TASK TO COMPLETE: State the number of lines in the following data that contain the string "MutexGuard", and nothing else.

Dataset items:

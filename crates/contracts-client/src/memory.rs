//! In-process contracts service used by tests and local runs.

use std::collections::{BTreeMap, HashSet};
use std::sync::{Mutex, MutexGuard, PoisonError};

use async_trait::async_trait;
use contracts_proto::domain::sort_contracts;
use contracts_proto::{Contract, CreateContract, Participant};
use sha2::{Digest, Sha256};
use tonic::Code;

use crate::{ContractsApi, RpcError};

/// A call observed by [`InMemoryContracts`].
#[derive(Debug, Clone, PartialEq, Eq)]
pub enum ContractsCall {
    List,
    Get(String),
    Create(Vec<String>),
    Delete(String),
    GetCertificates,
}

#[derive(Debug, Default)]
struct State {
    contracts: BTreeMap<String, Contract>,
    calls: Vec<ContractsCall>,
    next_failure: Option<RpcError>,
}

/// Contracts service backed by a map, computing identifiers and digests the
/// same way the repository backend does.
#[derive(Debug, Default)]
pub struct InMemoryContracts {
    state: Mutex<State>,
}

impl InMemoryContracts {
    pub fn new() -> Self {
        Self::default()
    }

    /// Seeds a contract built from `(name, certificate)` pairs.
    pub fn with_contract(self, participants: &[(&str, &str)]) -> Self {
        let map: BTreeMap<String, Vec<u8>> = participants
            .iter()
            .map(|(name, certificate)| ((*name).to_string(), certificate.as_bytes().to_vec()))
            .collect();
        let contract = participants_to_contract(&map);
        self.lock()
            .contracts
            .insert(contract.id.clone(), contract);
        self
    }

    /// Makes the next call fail with `error`.
    pub fn fail_next(&self, error: RpcError) {
        self.lock().next_failure = Some(error);
    }

    pub fn calls(&self) -> Vec<ContractsCall> {
        self.lock().calls.clone()
    }

    pub fn contract_ids(&self) -> Vec<String> {
        self.lock().contracts.keys().cloned().collect()
    }

    fn lock(&self) -> MutexGuard<'_, State> {
        self.state.lock().unwrap_or_else(PoisonError::into_inner)
    }

    fn begin(&self, call: ContractsCall) -> Result<MutexGuard<'_, State>, RpcError> {
        let mut state = self.lock();
        state.calls.push(call);
        match state.next_failure.take() {
            Some(error) => Err(error),
            None => Ok(state),
        }
    }
}

#[async_trait]
impl ContractsApi for InMemoryContracts {
    async fn list(&self) -> Result<Vec<Contract>, RpcError> {
        let state = self.begin(ContractsCall::List)?;
        let mut contracts: Vec<Contract> = state.contracts.values().cloned().collect();
        sort_contracts(&mut contracts);
        Ok(contracts)
    }

    async fn get(&self, id: &str) -> Result<Contract, RpcError> {
        let state = self.begin(ContractsCall::Get(id.to_string()))?;
        state
            .contracts
            .get(id)
            .cloned()
            .ok_or_else(|| not_found(id))
    }

    async fn create(&self, request: CreateContract) -> Result<Contract, RpcError> {
        let names = request.participants.keys().cloned().collect();
        let mut state = self.begin(ContractsCall::Create(names))?;
        let contract = participants_to_contract(&request.participants);
        if state.contracts.contains_key(&contract.id) {
            return Err(RpcError::status(
                Code::AlreadyExists,
                "Contract already exists.",
            ));
        }
        state
            .contracts
            .insert(contract.id.clone(), contract.clone());
        Ok(contract)
    }

    async fn delete(&self, id: &str) -> Result<(), RpcError> {
        let mut state = self.begin(ContractsCall::Delete(id.to_string()))?;
        state
            .contracts
            .remove(id)
            .map(|_| ())
            .ok_or_else(|| not_found(id))
    }

    async fn get_certificates(&self, public_key: &[u8]) -> Result<Vec<Vec<u8>>, RpcError> {
        let state = self.begin(ContractsCall::GetCertificates)?;
        let wanted = participant_hash(public_key);
        let mut seen = HashSet::new();
        Ok(state
            .contracts
            .values()
            .filter(|contract| {
                contract
                    .participants
                    .iter()
                    .any(|participant| participant.hash == wanted)
            })
            .flat_map(|contract| contract.participants.iter())
            .filter(|participant| seen.insert(participant.hash.clone()))
            .map(|participant| participant.public_key.clone())
            .collect())
    }
}

fn not_found(id: &str) -> RpcError {
    RpcError::status(Code::NotFound, format!("Contract with id '{id}' not found"))
}

/// Hex encoded SHA-256 digest of a participant certificate.
pub fn participant_hash(public_key: &[u8]) -> String {
    hex::encode(Sha256::digest(public_key))
}

/// Builds a contract whose id is the digest over all names and certificates
/// in name order, so equal participant sets always map to the same id.
pub fn participants_to_contract(participants: &BTreeMap<String, Vec<u8>>) -> Contract {
    let mut hasher = Sha256::new();
    let mut members = Vec::with_capacity(participants.len());
    for (name, public_key) in participants {
        hasher.update(name.as_bytes());
        hasher.update(public_key);
        members.push(Participant {
            name: name.clone(),
            public_key: public_key.clone(),
            hash: participant_hash(public_key),
        });
    }
    Contract {
        id: hex::encode(hasher.finalize()),
        participants: members,
    }
}
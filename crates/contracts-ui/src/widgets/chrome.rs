use maud::{Markup, html};

use crate::router::{AppRoute, RouteName, url_for};

pub const BRAND: &str = "WirePact Contract Repository";

/// Top navigation with the brand and the two top-level routes.
pub fn header(current: &AppRoute) -> Markup {
    let home = url_for(RouteName::Home, None).unwrap_or_default();
    let new = url_for(RouteName::New, None).unwrap_or_default();
    let nav = [
        (RouteName::Home, home.as_str(), "Overview"),
        (RouteName::New, new.as_str(), "New Contract"),
    ];

    html! {
        header class="cr-topbar" {
            a class="cr-brand" href=(home) { (BRAND) }
            nav class="cr-nav" {
                @for (name, href, label) in nav {
                    @let active = current.name() == Some(name);
                    a class={(if active { "cr-nav-link active" } else { "cr-nav-link" })} href=(href) { (label) }
                }
            }
        }
    }
}

/// Link back to `href`, or to the home route when `None`.
pub fn back_link(href: Option<&str>) -> Markup {
    let target = href
        .map(str::to_string)
        .or_else(|| url_for(RouteName::Home, None))
        .unwrap_or_default();
    html! {
        a class="cr-back" href=(target) { "← back" }
    }
}

pub fn spinner() -> Markup {
    html! {
        div class="cr-spinner" role="status" aria-live="polite" {
            span class="cr-spinner-dot" {}
            span class="cr-muted" { "Loading..." }
        }
    }
}

/// Inline failure banner shared by every view.
pub fn error_banner(error: Option<&str>) -> Markup {
    html! {
        @if let Some(error) = error {
            div class="cr-notice error" role="alert" { (error) }
        }
    }
}
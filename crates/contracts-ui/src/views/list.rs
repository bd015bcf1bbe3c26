use contracts_client::ContractsApi;
use contracts_proto::Contract;
use contracts_proto::domain::sort_contracts;
use maud::{Markup, html};

use crate::router::{RouteName, url_for};
use crate::widgets::{error_banner, spinner};

/// Every contract of the repository, sorted by identifier.
#[derive(Debug, Clone, Default)]
pub struct ListView {
    contracts: Vec<Contract>,
    loaded: bool,
    last_error: Option<String>,
}

impl ListView {
    pub fn new() -> Self {
        Self::default()
    }

    pub async fn activate(&mut self, api: &dyn ContractsApi) {
        match api.list().await {
            Ok(mut contracts) => {
                sort_contracts(&mut contracts);
                self.contracts = contracts;
                self.last_error = None;
            }
            Err(error) => {
                tracing::warn!(error = %error, "listing contracts failed");
                self.contracts.clear();
                self.last_error = Some(error.to_string());
            }
        }
        self.loaded = true;
    }

    pub fn contracts(&self) -> &[Contract] {
        &self.contracts
    }

    pub fn last_error(&self) -> Option<&str> {
        self.last_error.as_deref()
    }

    pub fn render(&self) -> Markup {
        let new_url = url_for(RouteName::New, None).unwrap_or_default();
        html! {
            section class="cr-view cr-list" {
                div class="cr-view-header" {
                    h1 { "Contracts" }
                    a class="cr-btn primary" href=(new_url) { "New Contract" }
                }
                (error_banner(self.last_error.as_deref()))
                @if !self.loaded {
                    (spinner())
                } @else {
                    (contract_table(&self.contracts))
                }
            }
        }
    }
}

/// Contract rows with alternating backgrounds. Shared with the page host.
pub fn contract_table(contracts: &[Contract]) -> Markup {
    html! {
        table class="cr-table" {
            thead {
                tr {
                    th { "Contract" }
                    th { "Participants" }
                    th {}
                }
            }
            tbody {
                @if contracts.is_empty() {
                    tr { td colspan="3" class="cr-muted" { "No contracts yet." } }
                }
                @for (index, contract) in contracts.iter().enumerate() {
                    @let detail_url = url_for(RouteName::Detail, Some(&contract.id)).unwrap_or_default();
                    tr class={(if index % 2 == 0 { "cr-row even" } else { "cr-row odd" })} {
                        td { code { (contract.id) } }
                        td { (contract.participant_names().collect::<Vec<_>>().join(", ")) }
                        td { a href=(detail_url) { "Details" } }
                    }
                }
            }
        }
    }
}
use std::sync::Arc;

use contracts_client::{ContractsApi, PkiClientFactory};
use contracts_proto::domain::can_create;
use contracts_proto::{CreateContract, Participant};
use maud::{Markup, html};

use super::certificate_fetch::{CertificateFetchModal, FetchClosed};
use crate::ids::ElementIds;
use crate::router::AppRoute;
use crate::widgets::{ParticipantForm, ParticipantFormEvent, back_link, error_banner};

/// Composes a new contract from draft participants.
///
/// `drafts` and `forms` always have the same length; index `i` of one
/// belongs to index `i` of the other.
#[derive(Debug, Clone)]
pub struct CreateView {
    ids: ElementIds,
    drafts: Vec<Arc<Participant>>,
    forms: Vec<ParticipantForm>,
    fetch: CertificateFetchModal,
    saving: bool,
    last_error: Option<String>,
}

impl CreateView {
    pub fn new(ids: ElementIds) -> Self {
        let fetch = CertificateFetchModal::new(&ids);
        Self {
            ids,
            drafts: Vec::new(),
            forms: Vec::new(),
            fetch,
            saving: false,
            last_error: None,
        }
    }

    pub fn drafts(&self) -> &[Arc<Participant>] {
        &self.drafts
    }

    pub fn fetch_modal(&self) -> &CertificateFetchModal {
        &self.fetch
    }

    pub fn fetch_modal_mut(&mut self) -> &mut CertificateFetchModal {
        &mut self.fetch
    }

    pub fn last_error(&self) -> Option<&str> {
        self.last_error.as_deref()
    }

    /// "Add PKI manually".
    pub fn add_draft(&mut self) {
        self.drafts.push(Arc::new(Participant::default()));
        self.forms.push(ParticipantForm::new(&self.ids));
    }

    pub fn edit_name(&mut self, index: usize, value: &str) {
        let Some((form, draft)) = self.forms.get(index).zip(self.drafts.get(index)) else {
            return;
        };
        let event = form.edit_name(draft, value);
        self.apply(index, event);
    }

    pub fn edit_certificate(&mut self, index: usize, value: &str) {
        let Some((form, draft)) = self.forms.get(index).zip(self.drafts.get(index)) else {
            return;
        };
        let event = form.edit_certificate(draft, value);
        self.apply(index, event);
    }

    pub fn remove(&mut self, index: usize) {
        let Some(form) = self.forms.get(index) else {
            return;
        };
        let event = form.remove();
        self.apply(index, event);
    }

    fn apply(&mut self, index: usize, event: ParticipantFormEvent) {
        match event {
            ParticipantFormEvent::Changed(participant) => {
                self.drafts = replace_at(&self.drafts, index, participant);
            }
            ParticipantFormEvent::Removed => {
                if index < self.drafts.len() {
                    self.drafts.remove(index);
                    self.forms.remove(index);
                    self.fetch.draft_removed(index);
                }
            }
        }
    }

    pub fn can_save(&self) -> bool {
        !self.saving && can_create(self.drafts.iter().map(Arc::as_ref))
    }

    /// Submits the drafts. Returns the route to navigate to after the
    /// contract has been created.
    pub async fn save(&mut self, api: &dyn ContractsApi) -> Option<AppRoute> {
        if !self.can_save() {
            return None;
        }
        let request = match CreateContract::from_participants(self.drafts.iter().map(Arc::as_ref)) {
            Ok(request) => request,
            Err(error) => {
                self.last_error = Some(error.to_string());
                return None;
            }
        };

        self.saving = true;
        let result = api.create(request).await;
        self.saving = false;

        match result {
            Ok(contract) => {
                tracing::info!(contract_id = %contract.id, "contract created");
                Some(AppRoute::Home)
            }
            Err(error) => {
                tracing::warn!(error = %error, "creating contract failed");
                self.last_error = Some(error.to_string());
                None
            }
        }
    }

    pub fn open_fetch(&mut self, index: usize) {
        if index < self.drafts.len() {
            self.fetch.open(index);
        }
    }

    pub async fn fetch_certificate(&mut self, factory: &dyn PkiClientFactory) {
        if let Some(closed) = self.fetch.fetch(factory).await {
            self.on_fetch_close(closed);
        }
    }

    /// Writes a fetched certificate into the draft the modal was opened for.
    pub fn on_fetch_close(&mut self, closed: FetchClosed) {
        if let (Some(index), Some(certificate)) = (closed.target, closed.certificate) {
            self.edit_certificate(index, &certificate);
        }
    }

    pub fn render(&self) -> Markup {
        html! {
            section class="cr-view cr-create" {
                (back_link(None))
                div class="cr-view-header" {
                    h1 { "New Contract" }
                }
                (error_banner(self.last_error.as_deref()))
                div class="cr-participant-forms" {
                    @for (index, (form, draft)) in self.forms.iter().zip(&self.drafts).enumerate() {
                        (form.render(index, draft))
                    }
                }
                div class="cr-form-actions" {
                    button type="button" class="cr-btn subtle" data-action="add-participant" { "Add PKI manually" }
                    button type="button" class="cr-btn primary" data-action="save-contract" disabled[!self.can_save()] { "Save" }
                }
                (self.fetch.render())
            }
        }
    }
}

/// New list with the entry at `index` replaced; every other entry is shared.
fn replace_at(
    drafts: &[Arc<Participant>],
    index: usize,
    participant: Participant,
) -> Vec<Arc<Participant>> {
    let replacement = Arc::new(participant);
    drafts
        .iter()
        .enumerate()
        .map(|(position, draft)| {
            if position == index {
                Arc::clone(&replacement)
            } else {
                Arc::clone(draft)
            }
        })
        .collect()
}
//! Errors returned by a capture.
//!
//! Only runtime resource failures are returned. Misconfigured sinks are
//! programming mistakes and panic when the capturer is built.

use std::io;
use thiserror::Error;

#[derive(Debug, Error)]
pub enum CaptureError {
    /// The pipe could not be created. Nothing was redirected.
    #[error("failed to open capture pipe: {0}")]
    Pipe(#[source] io::Error),

    /// A stream slot could not be pointed at the pipe. The callback did not run.
    #[error("failed to redirect {sink}: {source}")]
    Redirect {
        sink: String,
        #[source]
        source: io::Error,
    },

    /// Reading the pipe failed. `partial` holds what was read before that.
    #[error("failed to read captured output after {} bytes: {source}", .partial.len())]
    Drain {
        partial: Vec<u8>,
        #[source]
        source: io::Error,
    },
}

impl CaptureError {
    /// Text drained before a [`CaptureError::Drain`] failure.
    pub fn partial_output(&self) -> Option<String> {
        match self {
            CaptureError::Drain { partial, .. } => Some(String::from_utf8_lossy(partial).into_owned()),
            _ => None,
        }
    }
}

#[cfg(test)]
mod tests {
    use super::*;

    #[test]
    fn test_drain_error_keeps_partial_output() {
        let err = CaptureError::Drain {
            partial: b"half a li".to_vec(),
            source: io::Error::new(io::ErrorKind::BrokenPipe, "gone"),
        };
        assert_eq!(err.partial_output().as_deref(), Some("half a li"));
        assert_eq!(err.to_string(), "failed to read captured output after 9 bytes: gone");
    }

    #[test]
    fn test_other_errors_have_no_partial_output() {
        let err = CaptureError::Pipe(io::Error::from(nix::errno::Errno::EMFILE));
        assert!(err.partial_output().is_none());
        assert!(err.to_string().starts_with("failed to open capture pipe"));
    }
}
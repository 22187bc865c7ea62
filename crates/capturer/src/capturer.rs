//! Capturer: redirect sinks into a pipe, run a callback, collect the output.
//!
//! One capture is a fixed cycle:
//! 1. open a pipe
//! 2. point every sink at the write end
//! 3. run the callback
//! 4. close the write end, restore stream slots (also on panic)
//! 5. read the pipe to EOF
//!
//! Reading starts only after the callback returns, so a callback must not
//! write more than the pipe buffer holds (64 KiB on Linux) or it blocks.

use std::io::{self, Read, Write};
use std::os::fd::{AsFd, AsRawFd, BorrowedFd};

use tracing::{debug, trace, warn};

use crate::config::CaptureConfig;
use crate::error::CaptureError;
use crate::logger::{self, Logger};
use crate::output::Output;
use crate::sink::{Classified, Sink};
use crate::slot::{self, FdSlot, StreamSlot};

/// A reusable capture session over a fixed set of sinks.
///
/// Captures take `&mut self`, so one session never runs two at once. Sinks
/// are process-wide state though: two sessions over the same sink, or other
/// threads writing to it during a capture, will interfere.
#[derive(Debug, Default)]
pub struct Capturer {
    fds: Vec<NamedFd>,
    slots: Vec<SavedSlot>,
    loggers: Vec<Logger>,
    stdlog: bool,
}

#[derive(Debug)]
struct NamedFd {
    name: &'static str,
    slot: FdSlot,
}

#[derive(Debug)]
struct SavedSlot {
    slot: StreamSlot,
    original: Output,
}

impl Capturer {
    /// Build a session, snapshotting every stream slot's current destination.
    ///
    /// # Panics
    ///
    /// - `"capturer: logger is not initialized"` for `Sink::Logger(None)`
    /// - `"capturer: unsupported writer type"` for an unknown sink name
    /// - if stdout/stderr cannot be duplicated (e.g. the descriptor is closed)
    pub fn new<I, S>(sinks: I) -> Self
    where
        I: IntoIterator<Item = S>,
        S: Into<Sink>,
    {
        let mut capturer = Self::default();
        for sink in sinks {
            match sink.into().classify() {
                Classified::Stdout => capturer.push_fd("stdout", io::stdout().as_fd()),
                Classified::Stderr => capturer.push_fd("stderr", io::stderr().as_fd()),
                Classified::Slot(slot) => {
                    let original = slot.get();
                    capturer.slots.push(SavedSlot { slot, original });
                }
                Classified::Logger(logger) => capturer.loggers.push(logger),
            }
        }
        capturer
    }

    fn push_fd(&mut self, name: &'static str, fd: BorrowedFd<'_>) {
        let slot = FdSlot::snapshot(fd)
            .unwrap_or_else(|e| panic!("capturer: cannot snapshot {name}: {e}"));
        self.fds.push(NamedFd { name, slot });
    }

    /// Build a session from configured sink names and stdlog flag.
    pub fn from_config(config: &CaptureConfig) -> Self {
        Self::new(config.sinks.iter().map(String::as_str)).with_stdlog(config.stdlog)
    }

    /// Whether the default logger is redirected too.
    pub fn stdlog(&self) -> bool {
        self.stdlog
    }

    /// Also redirect the default logger ([`logger::std_logger`]).
    ///
    /// After each capture the default logger is reset to standard error,
    /// not to whatever it held before.
    pub fn set_stdlog(&mut self, enabled: bool) {
        self.stdlog = enabled;
    }

    /// Builder form of [`Capturer::set_stdlog`].
    pub fn with_stdlog(mut self, enabled: bool) -> Self {
        self.stdlog = enabled;
        self
    }

    /// Run `f` and return everything written to the sinks, as text.
    ///
    /// Invalid UTF-8 is replaced with U+FFFD.
    pub fn output(&mut self, f: impl FnOnce()) -> Result<String, CaptureError> {
        let ((), bytes) = self.run(f)?;
        Ok(String::from_utf8_lossy(&bytes).into_owned())
    }

    /// Run `f` and return everything written to the sinks, as raw bytes.
    pub fn output_bytes(&mut self, f: impl FnOnce()) -> Result<Vec<u8>, CaptureError> {
        let ((), bytes) = self.run(f)?;
        Ok(bytes)
    }

    /// Run `f` and return its value together with the captured text.
    pub fn capture<R>(&mut self, f: impl FnOnce() -> R) -> Result<(R, String), CaptureError> {
        let (value, bytes) = self.run(f)?;
        Ok((value, String::from_utf8_lossy(&bytes).into_owned()))
    }

    fn run<R>(&mut self, f: impl FnOnce() -> R) -> Result<(R, Vec<u8>), CaptureError> {
        let (mut reader, writer) = slot::pipe().map_err(CaptureError::Pipe)?;
        debug!(
            fds = self.fds.len(),
            slots = self.slots.len(),
            loggers = self.loggers.len(),
            stdlog = self.stdlog,
            "capture pipe opened"
        );

        let guard = self.redirect(writer)?;
        let value = f();
        drop(guard);

        let mut buf = Vec::new();
        match reader.read_to_end(&mut buf) {
            Ok(n) => {
                debug!(bytes = n, "captured output drained");
                Ok((value, buf))
            }
            Err(source) => {
                warn!(bytes = buf.len(), error = %source, "failed to drain capture pipe");
                Err(CaptureError::Drain { partial: buf, source })
            }
        }
    }

    /// Point every sink at the pipe. The returned guard undoes it.
    fn redirect(&self, write_end: std::fs::File) -> Result<Redirection<'_>, CaptureError> {
        let write_fd = write_end.as_raw_fd();
        flush_std();

        let mut guard = Redirection {
            capturer: self,
            writer: Output::pipe(write_end),
            fds_applied: 0,
            slots_applied: 0,
            stdlog_applied: false,
        };

        for named in &self.fds {
            named.slot.redirect(write_fd).map_err(|source| CaptureError::Redirect {
                sink: named.name.to_string(),
                source,
            })?;
            guard.fds_applied += 1;
        }

        for saved in &self.slots {
            saved.slot.replace(guard.writer.clone());
            guard.slots_applied += 1;
        }

        for logger in &self.loggers {
            logger.set_output(guard.writer.clone());
        }

        if self.stdlog {
            logger::set_output(guard.writer.clone());
            guard.stdlog_applied = true;
        }

        Ok(guard)
    }
}

/// Undoes a redirect on drop, including while unwinding from a panicking
/// callback.
struct Redirection<'a> {
    capturer: &'a Capturer,
    writer: Output,
    fds_applied: usize,
    slots_applied: usize,
    stdlog_applied: bool,
}

impl Drop for Redirection<'_> {
    fn drop(&mut self) {
        // Buffered std output written by the callback belongs in the capture.
        flush_std();
        self.writer.close();

        let mut failed = Vec::new();
        for named in self.capturer.fds[..self.fds_applied].iter().rev() {
            if let Err(e) = named.slot.restore() {
                failed.push((named.name, e));
            }
        }

        for saved in self.capturer.slots[..self.slots_applied].iter().rev() {
            saved.slot.replace(saved.original.clone());
        }

        if self.stdlog_applied {
            logger::set_output(Output::stderr());
        }

        // Only log once the std descriptors point back where they belong.
        for (name, error) in failed {
            warn!(sink = name, %error, "failed to restore stream after capture");
        }
        trace!(
            fds = self.fds_applied,
            slots = self.slots_applied,
            stdlog = self.stdlog_applied,
            "sinks restored"
        );
    }
}

fn flush_std() {
    let _ = io::stdout().flush();
    let _ = io::stderr().flush();
}

#[cfg(test)]
mod tests {
    use super::*;
    use nix::errno::Errno;
    use nix::sys::stat::fstat;
    use serial_test::serial;
    use std::os::fd::RawFd;
    use std::panic::{self, AssertUnwindSafe};

    fn identity(fd: RawFd) -> (u64, u64) {
        let st = fstat(fd).unwrap();
        (st.st_dev as u64, st.st_ino as u64)
    }

    fn devnull() -> Output {
        Output::file(std::fs::OpenOptions::new().write(true).open("/dev/null").unwrap())
    }

    #[test]
    fn test_empty_capture_is_empty() {
        let slot = StreamSlot::new(devnull());
        let logger = Logger::new(devnull(), "custom");

        let mut capture = Capturer::default();
        let got = capture
            .output(|| {
                slot.write_all(b"slot").unwrap();
                logger.print("log").unwrap();
            })
            .unwrap();

        assert_eq!(got, "");
        assert!(!capture.stdlog());
    }

    #[test]
    fn test_slot_is_captured_and_restored() {
        let original = devnull();
        let slot = StreamSlot::new(original.clone());
        let mut capture = Capturer::new([&slot]);

        let got = capture.output(|| slot.write_all(b"slot text").unwrap()).unwrap();

        assert_eq!(got, "slot text");
        assert_eq!(slot.get(), original);
    }

    #[test]
    fn test_logger_stays_on_closed_pipe() {
        let logger = Logger::new(devnull(), "custom");
        let mut capture = Capturer::new([&logger]);

        let got = capture.output(|| logger.print("log").unwrap()).unwrap();

        assert_eq!(got, "customlog\n");
        let err = logger.print("after").unwrap_err();
        assert_eq!(err.kind(), io::ErrorKind::BrokenPipe);
    }

    #[test]
    #[serial]
    fn test_stdlog_is_reset_to_stderr() {
        logger::set_output(devnull());
        let mut capture = Capturer::default().with_stdlog(true);

        let got = capture.output(|| logger::print("stdlog").unwrap()).unwrap();

        assert_eq!(got, "stdlog\n");
        assert!(logger::std_logger().current_output().is_stderr());
    }

    #[test]
    fn test_session_is_reusable() {
        let slot = StreamSlot::new(devnull());
        let mut capture = Capturer::new([&slot]);

        let first = capture.output(|| slot.write_all(b"one").unwrap()).unwrap();
        let second = capture.output(|| slot.write_all(b"two").unwrap()).unwrap();

        assert_eq!(first, "one");
        assert_eq!(second, "two");
    }

    #[test]
    fn test_capture_returns_callback_value() {
        let slot = StreamSlot::new(devnull());
        let mut capture = Capturer::new([&slot]);

        let (value, got) = capture
            .capture(|| {
                slot.write_all(b"computing").unwrap();
                42
            })
            .unwrap();

        assert_eq!(value, 42);
        assert_eq!(got, "computing");
    }

    #[test]
    fn test_output_bytes_keeps_invalid_utf8() {
        let slot = StreamSlot::new(devnull());
        let mut capture = Capturer::new([&slot]);

        let bytes = capture.output_bytes(|| slot.write_all(&[0xff, b'a']).unwrap()).unwrap();
        assert_eq!(bytes, vec![0xff, b'a']);

        let text = capture.output(|| slot.write_all(&[0xff, b'a']).unwrap()).unwrap();
        assert_eq!(text, "\u{fffd}a");
    }

    #[test]
    fn test_panicking_callback_still_restores() {
        let original = devnull();
        let slot = StreamSlot::new(original.clone());
        let mut capture = Capturer::new([&slot]);

        let result = panic::catch_unwind(AssertUnwindSafe(|| {
            capture.output(|| {
                slot.write_all(b"before panic").unwrap();
                panic!("callback failed");
            })
        }));

        assert!(result.is_err());
        assert_eq!(slot.get(), original);
    }

    #[test]
    fn test_destination_taken_before_capture_is_not_captured() {
        let slot = StreamSlot::new(devnull());
        let held = slot.get();
        let mut capture = Capturer::new([&slot]);

        let got = capture
            .output(|| {
                held.write_all_bytes(b"old handle").unwrap();
                slot.write_all(b"new read").unwrap();
            })
            .unwrap();

        assert_eq!(got, "new read");
    }

    #[test]
    fn test_failed_redirect_rolls_back_and_skips_callback() {
        let scratch = tempfile::tempfile().unwrap();
        let before = identity(scratch.as_raw_fd());
        let slot = StreamSlot::new(devnull());
        let original = slot.get();

        let mut capture = Capturer {
            fds: vec![
                NamedFd {
                    name: "scratch",
                    slot: FdSlot::snapshot(scratch.as_fd()).unwrap(),
                },
                NamedFd {
                    name: "bad",
                    slot: FdSlot::from_parts(1 << 30, scratch.as_fd().try_clone_to_owned().unwrap()),
                },
            ],
            slots: vec![SavedSlot {
                slot: slot.clone(),
                original: original.clone(),
            }],
            loggers: Vec::new(),
            stdlog: false,
        };

        let mut ran = false;
        let err = capture.output(|| ran = true).unwrap_err();

        match &err {
            CaptureError::Redirect { sink, source } => {
                assert_eq!(sink, "bad");
                assert_eq!(source.raw_os_error(), Some(Errno::EBADF as i32));
            }
            other => panic!("expected a redirect error, got {:?}", other),
        }
        assert!(!ran);
        assert_eq!(identity(scratch.as_raw_fd()), before);
        assert_eq!(slot.get(), original);
    }
}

COMPLETED EXERCISE: 3